Segment Open

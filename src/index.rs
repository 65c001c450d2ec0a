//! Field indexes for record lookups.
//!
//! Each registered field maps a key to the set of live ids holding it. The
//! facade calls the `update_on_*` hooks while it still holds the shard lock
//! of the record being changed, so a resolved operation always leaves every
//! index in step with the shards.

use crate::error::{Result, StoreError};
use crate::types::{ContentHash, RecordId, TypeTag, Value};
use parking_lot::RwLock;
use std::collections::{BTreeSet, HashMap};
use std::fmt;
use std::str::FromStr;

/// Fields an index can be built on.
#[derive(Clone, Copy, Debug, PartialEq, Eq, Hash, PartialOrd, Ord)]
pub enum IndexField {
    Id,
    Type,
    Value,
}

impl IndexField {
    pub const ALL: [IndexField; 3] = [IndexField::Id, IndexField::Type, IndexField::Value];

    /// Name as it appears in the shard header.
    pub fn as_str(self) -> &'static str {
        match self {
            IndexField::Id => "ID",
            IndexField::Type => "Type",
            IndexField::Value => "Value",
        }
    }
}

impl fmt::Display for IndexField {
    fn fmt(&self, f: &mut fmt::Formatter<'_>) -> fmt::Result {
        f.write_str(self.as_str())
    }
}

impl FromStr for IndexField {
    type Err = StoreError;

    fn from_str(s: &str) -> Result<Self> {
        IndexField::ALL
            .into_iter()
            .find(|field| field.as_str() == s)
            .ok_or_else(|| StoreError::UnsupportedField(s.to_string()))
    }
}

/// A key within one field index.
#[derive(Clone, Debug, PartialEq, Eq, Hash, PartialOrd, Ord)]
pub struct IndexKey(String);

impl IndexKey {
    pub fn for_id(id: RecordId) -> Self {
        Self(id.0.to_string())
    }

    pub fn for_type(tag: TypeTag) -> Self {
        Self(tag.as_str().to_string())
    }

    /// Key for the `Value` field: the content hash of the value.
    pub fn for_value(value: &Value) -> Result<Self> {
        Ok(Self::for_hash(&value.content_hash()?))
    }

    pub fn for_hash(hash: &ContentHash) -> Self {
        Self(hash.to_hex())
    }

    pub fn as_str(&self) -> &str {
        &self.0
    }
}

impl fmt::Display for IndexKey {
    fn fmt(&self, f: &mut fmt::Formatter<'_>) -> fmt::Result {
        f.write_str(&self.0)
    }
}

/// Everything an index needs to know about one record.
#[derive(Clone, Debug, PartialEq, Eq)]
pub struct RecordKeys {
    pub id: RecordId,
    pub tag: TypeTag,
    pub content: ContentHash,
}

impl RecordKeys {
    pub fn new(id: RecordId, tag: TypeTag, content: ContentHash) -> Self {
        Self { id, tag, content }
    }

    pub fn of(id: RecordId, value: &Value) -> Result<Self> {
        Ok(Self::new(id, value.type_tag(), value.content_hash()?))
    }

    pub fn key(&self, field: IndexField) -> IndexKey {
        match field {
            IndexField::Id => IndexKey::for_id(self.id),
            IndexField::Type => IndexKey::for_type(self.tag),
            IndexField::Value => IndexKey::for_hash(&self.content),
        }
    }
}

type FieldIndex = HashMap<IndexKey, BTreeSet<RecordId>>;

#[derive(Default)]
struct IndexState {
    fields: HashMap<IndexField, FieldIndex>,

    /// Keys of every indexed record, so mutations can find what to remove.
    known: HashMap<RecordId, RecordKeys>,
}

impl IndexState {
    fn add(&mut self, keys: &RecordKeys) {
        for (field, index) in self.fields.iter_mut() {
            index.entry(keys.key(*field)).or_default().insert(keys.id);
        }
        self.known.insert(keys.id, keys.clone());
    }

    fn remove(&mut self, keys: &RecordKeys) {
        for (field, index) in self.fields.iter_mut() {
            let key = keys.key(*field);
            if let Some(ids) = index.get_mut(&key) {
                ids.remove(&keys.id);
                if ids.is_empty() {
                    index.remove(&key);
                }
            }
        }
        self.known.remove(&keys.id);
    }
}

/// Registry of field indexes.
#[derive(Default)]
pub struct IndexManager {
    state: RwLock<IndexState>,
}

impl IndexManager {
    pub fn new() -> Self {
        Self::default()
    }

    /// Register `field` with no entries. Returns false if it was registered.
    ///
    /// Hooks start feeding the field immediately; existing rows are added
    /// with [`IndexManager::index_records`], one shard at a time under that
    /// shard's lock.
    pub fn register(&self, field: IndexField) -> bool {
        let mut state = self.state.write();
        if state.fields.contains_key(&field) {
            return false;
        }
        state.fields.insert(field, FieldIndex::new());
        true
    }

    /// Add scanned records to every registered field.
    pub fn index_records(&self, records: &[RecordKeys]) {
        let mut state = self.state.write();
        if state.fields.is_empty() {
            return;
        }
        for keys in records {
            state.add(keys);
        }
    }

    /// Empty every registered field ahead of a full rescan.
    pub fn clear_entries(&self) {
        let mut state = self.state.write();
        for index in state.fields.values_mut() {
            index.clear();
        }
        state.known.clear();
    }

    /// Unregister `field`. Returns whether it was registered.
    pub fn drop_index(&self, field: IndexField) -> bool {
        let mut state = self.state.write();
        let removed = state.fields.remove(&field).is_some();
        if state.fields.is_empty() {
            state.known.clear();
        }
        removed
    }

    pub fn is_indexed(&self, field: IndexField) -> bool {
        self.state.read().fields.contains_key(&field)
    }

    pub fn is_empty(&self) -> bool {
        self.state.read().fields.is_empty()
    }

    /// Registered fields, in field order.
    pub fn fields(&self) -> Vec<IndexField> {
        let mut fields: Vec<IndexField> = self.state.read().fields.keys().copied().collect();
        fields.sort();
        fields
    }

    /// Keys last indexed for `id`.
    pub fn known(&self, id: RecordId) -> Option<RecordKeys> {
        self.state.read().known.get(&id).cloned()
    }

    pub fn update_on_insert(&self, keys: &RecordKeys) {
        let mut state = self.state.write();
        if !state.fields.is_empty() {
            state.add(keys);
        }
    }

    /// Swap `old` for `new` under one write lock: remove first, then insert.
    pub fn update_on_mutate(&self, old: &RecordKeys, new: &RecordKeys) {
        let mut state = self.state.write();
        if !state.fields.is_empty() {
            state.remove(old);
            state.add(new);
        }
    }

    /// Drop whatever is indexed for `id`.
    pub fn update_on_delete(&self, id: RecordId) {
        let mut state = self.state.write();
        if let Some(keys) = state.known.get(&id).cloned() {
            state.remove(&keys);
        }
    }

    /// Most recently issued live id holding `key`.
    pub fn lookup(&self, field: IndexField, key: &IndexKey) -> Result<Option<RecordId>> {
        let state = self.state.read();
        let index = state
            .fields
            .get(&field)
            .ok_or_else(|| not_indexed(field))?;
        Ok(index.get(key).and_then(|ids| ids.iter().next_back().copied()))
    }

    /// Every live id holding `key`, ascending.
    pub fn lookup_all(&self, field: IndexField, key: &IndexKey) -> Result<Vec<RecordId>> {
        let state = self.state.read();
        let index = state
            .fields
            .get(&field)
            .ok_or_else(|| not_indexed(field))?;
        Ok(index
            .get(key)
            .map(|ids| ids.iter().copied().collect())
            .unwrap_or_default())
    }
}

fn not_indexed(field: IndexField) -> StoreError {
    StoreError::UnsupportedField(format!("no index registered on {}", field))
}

Segment Closed

• [Task requirements] Each line carrying the string "StoreError" should be copied out from the entries.

• [The answer]
use crate::error::{Result, StoreError};
    type Err = StoreError;
            .ok_or_else(|| StoreError::UnsupportedField(s.to_string()))
fn not_indexed(field: IndexField) -> StoreError {
    StoreError::UnsupportedField(format!("no index registered on {}", field))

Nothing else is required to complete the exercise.